Besides touching on multiple subjects that are important to me, it’s an easy and enjoyable read. I had wondered what the writing would be like in a book written by a person with autism. Grandin had a co-author, Catherine Johnson, so I don’t know just how much of the “feel” of the book is Grandin’s and how much is Johnson’s, but I got the impression that I was hearing Grandin’s “voice.” (The acknowledgements section at the end of the book includes a section by each writer; Grandin’s section reads like the rest of the book, while Johnson’s reads quite differently.)
The writing is simple and straightforward, without the abundance of complex and subordinate clauses that many writers (including me) tend to use. Unfamiliar words (of which there are many, at least for a reader not previously familiar with the study of the brain and animal behavior) are explained clearly. I don’t think I ever had to go back and reread a paragraph because I hadn’t understood it the first time. But there was no sense of reading a book that had been deliberately simplified.

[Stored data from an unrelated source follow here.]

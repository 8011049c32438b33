use logos::Logos;

use crate::{
    ast::ListOperation,
    error::ParseError,
    interpreter::parser::core::ParseResult,
};

/// Represents a lexical token in the source input.
/// A token is a minimal but meaningful unit of text produced by the lexer.
/// This enum defines all recognized tokens in the language.
#[derive(Logos, Debug, PartialEq, Eq, Clone)]
#[logos(extras = LexerExtras)]
pub enum Token {
    /// `if`
    #[token("if")]
    If,
    /// `then`
    #[token("then")]
    Then,
    /// `else`
    #[token("else")]
    Else,
    /// `let`
    #[token("let")]
    Let,
    /// `rec`
    #[token("rec")]
    Rec,
    /// `in`
    #[token("in")]
    In,
    /// The type name `Int`.
    #[token("Int")]
    IntType,
    /// The type name `Bool`.
    #[token("Bool")]
    BoolType,
    /// The type name `String`.
    #[token("String")]
    StringType,
    /// `List`, which starts a list literal.
    #[token("List")]
    List,
    /// One of the ten list operation keywords, such as `ListMap`.
    #[token("ListGetSize", |_| ListOperation::GetSize)]
    #[token("ListIsEmpty", |_| ListOperation::IsEmpty)]
    #[token("ListJoin", |_| ListOperation::Join)]
    #[token("ListAppend", |_| ListOperation::Append)]
    #[token("ListRemoveAtPosition", |_| ListOperation::RemoveAtPosition)]
    #[token("ListGetValue", |_| ListOperation::GetValue)]
    #[token("ListInsertAt", |_| ListOperation::InsertAt)]
    #[token("ListMap", |_| ListOperation::Map)]
    #[token("ListFilter", |_| ListOperation::Filter)]
    #[token("ListFold", |_| ListOperation::Fold)]
    ListOperation(ListOperation),
    /// Boolean literal tokens, `true` or `false`.
    #[token("true", parse_bool)]
    #[token("false", parse_bool)]
    Bool(bool),
    /// Integer literal tokens, such as `42`. There are no signed literals.
    #[regex(r"[0-9]+", parse_integer)]
    Integer(i64),
    /// String literal tokens. The content is taken verbatim; there are no
    /// escape sequences.
    #[regex(r#""[^"]*""#, parse_string)]
    String(String),
    /// Identifier tokens; variable names such as `x` or `firstChar`.
    #[regex(r"[a-zA-Z_$][a-zA-Z0-9_$]*", |lex| lex.slice().to_string())]
    Identifier(String),
    /// `(`
    #[token("(")]
    LParen,
    /// `)`
    #[token(")")]
    RParen,
    /// `[`
    #[token("[")]
    LBracket,
    /// `]`
    #[token("]")]
    RBracket,
    /// `,`
    #[token(",")]
    Comma,
    /// `:`
    #[token(":")]
    Colon,
    /// `\`
    #[token("\\")]
    Backslash,
    /// `->`
    #[token("->")]
    Arrow,
    /// `=>`
    #[token("=>")]
    FatArrow,
    /// `=`
    #[token("=")]
    Equals,
    /// `==`
    #[token("==")]
    EqualEqual,
    /// `+`
    #[token("+")]
    Plus,
    /// `-`
    #[token("-")]
    Minus,
    /// `*`
    #[token("*")]
    Star,
    /// `/`
    #[token("/")]
    Slash,
    /// `%`
    #[token("%")]
    Percent,
    /// `#`
    #[token("#")]
    Hash,
    /// Newlines only advance the line counter.
    #[token("\n", |lex| {
        lex.extras.line += 1;
        logos::Skip
    })]
    NewLine,
    /// Spaces, tabs, carriage returns and feeds.
    #[regex(r"[ \t\r\f]+", logos::skip)]
    Ignored,
    /// End of input. Returned by [`Lexer::next`] once the source is
    /// exhausted, and on every call after that.
    Eof,
}

impl std::fmt::Display for Token {
    fn fmt(&self, f: &mut std::fmt::Formatter<'_>) -> std::fmt::Result {
        match self {
            Self::If => write!(f, "'if'"),
            Self::Then => write!(f, "'then'"),
            Self::Else => write!(f, "'else'"),
            Self::Let => write!(f, "'let'"),
            Self::Rec => write!(f, "'rec'"),
            Self::In => write!(f, "'in'"),
            Self::IntType => write!(f, "'Int'"),
            Self::BoolType => write!(f, "'Bool'"),
            Self::StringType => write!(f, "'String'"),
            Self::List => write!(f, "'List'"),
            Self::ListOperation(op) => write!(f, "'{op}'"),
            Self::Bool(b) => write!(f, "boolean '{b}'"),
            Self::Integer(n) => write!(f, "integer '{n}'"),
            Self::String(s) => write!(f, "string \"{s}\""),
            Self::Identifier(name) => write!(f, "identifier '{name}'"),
            Self::LParen => write!(f, "'('"),
            Self::RParen => write!(f, "')'"),
            Self::LBracket => write!(f, "'['"),
            Self::RBracket => write!(f, "']'"),
            Self::Comma => write!(f, "','"),
            Self::Colon => write!(f, "':'"),
            Self::Backslash => write!(f, "'\\'"),
            Self::Arrow => write!(f, "'->'"),
            Self::FatArrow => write!(f, "'=>'"),
            Self::Equals => write!(f, "'='"),
            Self::EqualEqual => write!(f, "'=='"),
            Self::Plus => write!(f, "'+'"),
            Self::Minus => write!(f, "'-'"),
            Self::Star => write!(f, "'*'"),
            Self::Slash => write!(f, "'/'"),
            Self::Percent => write!(f, "'%'"),
            Self::Hash => write!(f, "'#'"),
            Self::NewLine => write!(f, "newline"),
            Self::Ignored => write!(f, "whitespace"),
            Self::Eof => write!(f, "end of input"),
        }
    }
}

/// Additional information carried by the lexer during tokenization.
///
/// Tracks the current line number for error reporting and diagnostics.
#[derive(Default)]
pub struct LexerExtras {
    /// The current line number in the source being tokenized.
    pub line: usize,
}

/// A token paired with the source line it starts on.
pub type Spanned = (Token, usize);

/// Streams tokens out of source text on demand.
///
/// Tokens are produced lazily from the underlying `logos` lexer. A single
/// token of lookahead is kept in a buffer: [`Lexer::lookahead`] fills it and
/// [`Lexer::next`] drains it before pulling anything new.
///
/// ## Example
/// ```
/// use lamb::interpreter::lexer::{Lexer, Token};
///
/// let mut lexer = Lexer::new("let x");
///
/// assert_eq!(lexer.lookahead().unwrap().0, Token::Let);
/// assert_eq!(lexer.next().unwrap().0, Token::Let);
/// assert_eq!(lexer.next().unwrap().0, Token::Identifier("x".to_string()));
/// assert_eq!(lexer.next().unwrap().0, Token::Eof);
/// assert_eq!(lexer.next().unwrap().0, Token::Eof);
/// ```
pub struct Lexer<'src> {
    inner:  logos::Lexer<'src, Token>,
    peeked: Option<Spanned>,
}

impl<'src> Lexer<'src> {
    /// Creates a lexer positioned at the start of `source`, on line 1.
    #[must_use]
    pub fn new(source: &'src str) -> Self {
        Self { inner:  Token::lexer_with_extras(source, LexerExtras { line: 1 }),
               peeked: None, }
    }

    /// Returns the next token and consumes it.
    ///
    /// # Errors
    /// Returns `UnterminatedString`, `LiteralTooLarge` or
    /// `UnexpectedCharacter` when the input at the cursor is not a token.
    #[allow(clippy::should_implement_trait)]
    pub fn next(&mut self) -> ParseResult<Spanned> {
        match self.peeked.take() {
            Some(spanned) => Ok(spanned),
            None => self.advance(),
        }
    }

    /// Returns the next token without consuming it.
    ///
    /// # Errors
    /// Same as [`Lexer::next`].
    pub fn lookahead(&mut self) -> ParseResult<&Spanned> {
        let spanned = match self.peeked.take() {
            Some(spanned) => spanned,
            None => self.advance()?,
        };
        Ok(self.peeked.insert(spanned))
    }

    /// Drains the remaining input into a vector, ending with `Eof`.
    ///
    /// # Errors
    /// Fails on the first input that is not a token.
    pub fn tokenize(mut self) -> ParseResult<Vec<Spanned>> {
        let mut tokens = Vec::new();
        loop {
            let spanned = self.next()?;
            let done = spanned.0 == Token::Eof;
            tokens.push(spanned);
            if done {
                return Ok(tokens);
            }
        }
    }

    fn advance(&mut self) -> ParseResult<Spanned> {
        let Some(result) = self.inner.next() else {
            return Ok((Token::Eof, self.inner.extras.line));
        };
        let line = self.inner.extras.line;

        match result {
            Ok(token) => {
                if let Token::String(s) = &token {
                    self.inner.extras.line += s.matches('\n').count();
                }
                Ok((token, line))
            },
            Err(()) => Err(self.classify_error(line)),
        }
    }

    fn classify_error(&self, line: usize) -> ParseError {
        let slice = self.inner.slice();
        if slice.starts_with('"') {
            ParseError::UnterminatedString { line }
        } else if !slice.is_empty() && slice.bytes().all(|b| b.is_ascii_digit()) {
            ParseError::LiteralTooLarge { line }
        } else {
            ParseError::UnexpectedCharacter { character: slice.to_string(),
                                              line }
        }
    }
}

/// Parses an integer literal from the current token slice.
///
/// # Returns
/// - `Some(i64)`: The parsed integer value if it fits.
/// - `None`: If the digits do not fit into an `i64`.
fn parse_integer(lex: &logos::Lexer<Token>) -> Option<i64> {
    lex.slice().parse().ok()
}

/// Parses a boolean literal from the current token slice (`true` or `false`).
fn parse_bool(lex: &logos::Lexer<Token>) -> Option<bool> {
    match lex.slice() {
        "true" => Some(true),
        "false" => Some(false),
        _ => None,
    }
}

/// Strips the surrounding quotes from a string literal.
fn parse_string(lex: &logos::Lexer<Token>) -> String {
    let slice = lex.slice();
    slice[1..slice.len() - 1].to_string()
}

The focus of the book is understanding animal behavior. Grandin has a Ph.D. in animal science, and has spent her career working with livestock (designing equipment for humane handling of livestock and providing consulting on various livestock handling problems). She had noticed, both in her academic research and her work with livestock, certain similarities between how she perceives things and how it appeared that animals perceived things.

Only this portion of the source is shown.